What impresses me about this story is how Ms Sivad avoids inserting contemporary screes about prejudices and racial intolerance on a soapbox. The characters behave true to their time, and in the case of Grady, he has to play to the race game in order not to become buried by the Texas Indian Relocation Act. If you are expecting him and his Native American kinsmen to miraculously bring tolerance and harmony into Eclipse, you won’t find that story here, I’m afraid. Ms Sivad allows her characters’ actions, reactions, thoughts, and fears to send home the message without any blatant preaching in the process. I really like Ms Sivad’s approach here.
And oh my, the love story is a joy to read. The romance simmers, building slowly as the characters slowly learn more about each other and begin to trust the other person as a result. Theirs is a love story that flow naturally, without being disrupted by sex scenes that take place prematurely or anything of that sort. Grady is gruff and aloof at first, but he’s an honorable man at heart. Julie slowly becomes her own person as she is, for the first time since her marriage to Frank, allowed to breathe easier and feel a little safer than before. Both characters can be a bit slow to realize that they are in love, but they are smart and likable times who live and love well together.

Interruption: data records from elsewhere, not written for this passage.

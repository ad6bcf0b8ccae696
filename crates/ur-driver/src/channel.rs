//! 实时通道抽象
//!
//! 实时通道持有命令队列，由独立的发送线程按固定周期推送给控制器。
//! 本层只依赖一个"入队"能力，要求：
//!
//! - 线程安全（`Send + Sync`）
//! - FIFO 交付
//! - 不重排、不合并已入队的命令块
//! - 不无限期阻塞调用方
//!
//! 驱动在构造时注入通道句柄，不访问任何全局状态。

use crate::error::ChannelError;
use crossbeam_channel::{Receiver, Sender, TrySendError};
use std::sync::Arc;
use tracing::trace;

/// 实时通道的入队能力
pub trait RealtimeChannel: Send + Sync {
    /// 将一个完整的命令块入队
    ///
    /// 命令块作为一个不可分割的单元交付，实现不得拆分或与其他命令合并。
    fn enqueue(&self, command: String) -> Result<(), ChannelError>;
}

impl<T: RealtimeChannel + ?Sized> RealtimeChannel for Arc<T> {
    fn enqueue(&self, command: String) -> Result<(), ChannelError> {
        (**self).enqueue(command)
    }
}

impl<T: RealtimeChannel + ?Sized> RealtimeChannel for &T {
    fn enqueue(&self, command: String) -> Result<(), ChannelError> {
        (**self).enqueue(command)
    }
}

/// 基于 crossbeam 有界队列的实时通道
///
/// 使用非阻塞 `try_send`：队列满立即返回 `ChannelError::Full`，
/// 接收端（发送线程）退出后返回 `ChannelError::Closed`。
#[derive(Debug, Clone)]
pub struct QueueChannel {
    tx: Sender<String>,
}

impl QueueChannel {
    /// 创建容量为 `capacity` 的通道，返回 (通道, 接收端)
    ///
    /// 接收端交给发送线程消费。
    pub fn bounded(capacity: usize) -> (Self, Receiver<String>) {
        let (tx, rx) = crossbeam_channel::bounded(capacity);
        (Self { tx }, rx)
    }

    /// 创建无界通道（用于离线渲染等不存在背压的场景）
    pub fn unbounded() -> (Self, Receiver<String>) {
        let (tx, rx) = crossbeam_channel::unbounded();
        (Self { tx }, rx)
    }

    /// 当前排队的命令数
    pub fn len(&self) -> usize {
        self.tx.len()
    }

    pub fn is_empty(&self) -> bool {
        self.tx.is_empty()
    }
}

impl RealtimeChannel for QueueChannel {
    fn enqueue(&self, command: String) -> Result<(), ChannelError> {
        let bytes = command.len();
        self.tx.try_send(command).map_err(|e| match e {
            TrySendError::Full(_) => ChannelError::Full,
            TrySendError::Disconnected(_) => ChannelError::Closed,
        })?;
        trace!(bytes, "Command enqueued");
        Ok(())
    }
}
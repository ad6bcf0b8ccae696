//! 程序块
//!
//! 控制器把一个程序块当作一个整体执行，因此程序块只能整体构建、整体交付：
//! `finish()` 消费构建器并返回完整文本，不存在"半个程序块"。

use crate::motion::ServoJ;
use crate::TRAJECTORY_PROGRAM_NAME;
use std::fmt::{self, Write};

/// 程序块类型
#[derive(Debug, Clone, Copy, PartialEq, Eq)]
pub enum BlockKind {
    /// 主程序（`def`），会替换控制器上当前运行的程序
    Def,
    /// 次级程序（`sec`），与主程序并行执行，不能包含运动指令
    Sec,
}

impl BlockKind {
    fn keyword(self) -> &'static str {
        match self {
            BlockKind::Def => "def",
            BlockKind::Sec => "sec",
        }
    }
}

/// 程序块构建器
///
/// ```text
/// def traj():
/// \t<statement>
/// \t<statement>
/// end
/// ```
#[derive(Debug, Clone)]
pub struct ScriptBlock {
    kind: BlockKind,
    text: String,
    statements: usize,
}

impl ScriptBlock {
    pub fn new(kind: BlockKind, name: &str) -> Self {
        let mut text = String::with_capacity(64);
        // 写入 String 不会失败
        let _ = writeln!(text, "{} {}():", kind.keyword(), name);
        Self {
            kind,
            text,
            statements: 0,
        }
    }

    /// 创建主程序块
    pub fn def(name: &str) -> Self {
        Self::new(BlockKind::Def, name)
    }

    /// 创建次级程序块
    pub fn sec(name: &str) -> Self {
        Self::new(BlockKind::Sec, name)
    }

    /// 追加一条语句（自动缩进并换行）
    pub fn push(&mut self, statement: impl fmt::Display) -> &mut Self {
        let _ = writeln!(self.text, "\t{}", statement);
        self.statements += 1;
        self
    }

    pub fn kind(&self) -> BlockKind {
        self.kind
    }

    /// 已追加的语句数量
    pub fn statement_count(&self) -> usize {
        self.statements
    }

    /// 结束程序块，返回完整文本
    pub fn finish(mut self) -> String {
        self.text.push_str("end\n");
        self.text
    }
}

/// 轨迹程序：`def traj():` 包裹的一串 `servoj` 语句
#[derive(Debug, Clone)]
pub struct TrajectoryProgram {
    block: ScriptBlock,
}

impl TrajectoryProgram {
    pub fn new() -> Self {
        Self {
            block: ScriptBlock::def(TRAJECTORY_PROGRAM_NAME),
        }
    }

    /// 预分配文本容量（每条 `servoj` 约 90 字节）
    pub fn with_capacity(statements: usize) -> Self {
        let mut program = Self::new();
        program.block.text.reserve(statements * 90 + 4);
        program
    }

    pub fn push_servo(&mut self, servo: ServoJ<'_>) -> &mut Self {
        self.block.push(servo);
        self
    }

    pub fn statement_count(&self) -> usize {
        self.block.statement_count()
    }

    pub fn finish(self) -> String {
        self.block.finish()
    }
}

impl Default for TrajectoryProgram {
    fn default() -> Self {
        Self::new()
    }
}

/// 单行指令（不包裹程序块），如 `stopj(10)\n`
pub fn line(statement: impl fmt::Display) -> String {
    format!("{}\n", statement)
}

Breed True is almost “old-fashioned” in how much it focuses on matters of the heart without resorting to fancy gimmicks like acrobatic sex scenes and werewolves. However, the characters are anything but one-dimensional stereotypes, and the premise is interesting too as it deals with a subject that many authors may feel uncomfortable to touch upon in their books. I really like this story. Do I have more of her books in that TBR pile in my drive? I have to go check, because I think I could have very well found a buried treasure of an author here.